*** SOURCE MATERIAL ***

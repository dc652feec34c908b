//! `log` backend that writes to the browser console.

use log::{Level, LevelFilter, Log, Metadata, Record};
use wasm_bindgen::JsValue;
use web_sys::console;

struct ConsoleLogger;

static LOGGER: ConsoleLogger = ConsoleLogger;

impl Log for ConsoleLogger {
    fn enabled(&self, metadata: &Metadata) -> bool {
        metadata.level() <= log::max_level()
    }

    fn log(&self, record: &Record) {
        if !self.enabled(record.metadata()) {
            return;
        }

        let line = JsValue::from_str(&format_record(record));
        match record.level() {
            Level::Error => console::error_1(&line),
            Level::Warn => console::warn_1(&line),
            Level::Info => console::info_1(&line),
            Level::Debug | Level::Trace => console::debug_1(&line),
        }
    }

    fn flush(&self) {}
}

/// Install the console logger. Later calls only change the level.
pub(crate) fn init(level: LevelFilter) {
    let _ = log::set_logger(&LOGGER);
    log::set_max_level(level);
}

pub(crate) fn format_record(record: &Record) -> String {
    format!("[{}] {}: {}", record.level(), record.target(), record.args())
}

/// Parse `off`, `error`, `warn`, `info`, `debug` or `trace` (any case).
pub(crate) fn parse_level(level: &str) -> Option<LevelFilter> {
    level.trim().parse().ok()
}
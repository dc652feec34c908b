//! Horizontal stitching pipeline.
//!
//! # Pipeline Order
//!
//! Every step consumes the output of the previous one:
//! 1. Border (white, all four sides)
//! 2. Height normalization (pad or fit to the tallest bordered image)
//! 3. Composition (left to right, no gaps)
//! 4. Global scale (percentage, Lanczos3)
//! 5. Resolution adjustment
//!
//! Sizes for every step come from [`plan_layout`], which can be called on its
//! own to preview the output dimensions.

mod border;
mod compose;
mod layout;
mod normalize;
mod types;

pub use border::add_border;
pub use layout::{plan_layout, scale_dimension, StitchLayout, TileLayout};
pub use normalize::{fit_to, normalize_height, pad_to_height};
pub use types::StitchError;

use log::{debug, info};

use crate::decode::{resize, DecodedImage, FilterType};
use crate::{ResolutionMode, StitchConfig};

/// Stitch `images` left to right into one RGB image.
///
/// # Errors
///
/// Returns a [`StitchError`] when the input list is empty, an image is empty
/// or malformed, the config is out of range, or a size computation overflows
/// or collapses to zero.
pub fn stitch(images: &[DecodedImage], config: &StitchConfig) -> Result<DecodedImage, StitchError> {
    for (index, image) in images.iter().enumerate() {
        let expected = (image.width as usize)
            .checked_mul(image.height as usize)
            .and_then(|n| n.checked_mul(3));
        if expected != Some(image.pixels.len()) {
            return Err(StitchError::MalformedImage {
                index,
                expected: expected.unwrap_or(usize::MAX),
                actual: image.pixels.len(),
            });
        }
    }

    let sizes: Vec<(u32, u32)> = images.iter().map(DecodedImage::dimensions).collect();
    let layout = plan_layout(&sizes, config)?;
    debug!(
        "Stitching {} images: canvas {}x{}, scaled {}x{}, output {}x{}",
        images.len(),
        layout.canvas.0,
        layout.canvas.1,
        layout.scaled.0,
        layout.scaled.1,
        layout.output.0,
        layout.output.1
    );

    let tiles = images
        .iter()
        .map(|image| {
            let bordered = add_border(image, config.border_width)?;
            normalize_height(&bordered, layout.max_height, config.pad_mode)
        })
        .collect::<Result<Vec<_>, _>>()?;

    let canvas = compose::concat_horizontal(&tiles)?;
    debug_assert_eq!(canvas.dimensions(), layout.canvas);

    let scaled = resize(&canvas, layout.scaled.0, layout.scaled.1, FilterType::Lanczos3)?;
    let output = adjust_resolution(scaled, config.resolution_mode, layout.output)?;

    info!(
        "Stitched {} images into {}x{}",
        images.len(),
        output.width,
        output.height
    );
    Ok(output)
}

fn adjust_resolution(
    image: DecodedImage,
    mode: ResolutionMode,
    (width, height): (u32, u32),
) -> Result<DecodedImage, StitchError> {
    match mode {
        ResolutionMode::Original => Ok(image),
        // Print300 targets the same size, so this resolves to a copy
        ResolutionMode::Screen72 | ResolutionMode::Print300 => {
            Ok(resize(&image, width, height, FilterType::Lanczos3)?)
        }
    }
}


#[cfg(test)]
mod proptests {
    use super::*;
    use crate::PadMode;
    use proptest::prelude::*;

    fn mode_strategy() -> impl Strategy<Value = PadMode> {
        prop_oneof![Just(PadMode::Pad), Just(PadMode::Scale)]
    }

    proptest! {
        #![proptest_config(ProptestConfig::with_cases(32))]

        /// Output size always matches the plan.
        #[test]
        fn prop_output_matches_plan(
            sizes in prop::collection::vec((1u32..=40, 1u32..=40), 1..=4),
            border in 0u32..=4,
            pct in 10u32..=200,
            pad_mode in mode_strategy(),
        ) {
            let images: Vec<DecodedImage> = sizes
                .iter()
                .map(|&(w, h)| DecodedImage::new(w, h, vec![100u8; (w * h * 3) as usize]))
                .collect();
            let config = StitchConfig {
                border_width: border,
                pad_mode,
                scale_percentage: pct,
                resolution_mode: ResolutionMode::Original,
            };

            let plan = plan_layout(&sizes, &config);
            let result = stitch(&images, &config);

            match (plan, result) {
                (Ok(plan), Ok(out)) => prop_assert_eq!(out.dimensions(), plan.output),
                (Err(a), Err(b)) => prop_assert_eq!(a, b),
                (plan, result) => prop_assert!(false, "plan {:?} vs result {:?}", plan, result.map(|i| i.dimensions())),
            }
        }
    }
}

*** End of SOURCE MATERIAL ***

EXERCISE DETAILS
Copy each line of the data above that holds "right".

TASK OUTPUT
//! 3. Composition (left to right, no gaps)
/// Stitch `images` left to right into one RGB image.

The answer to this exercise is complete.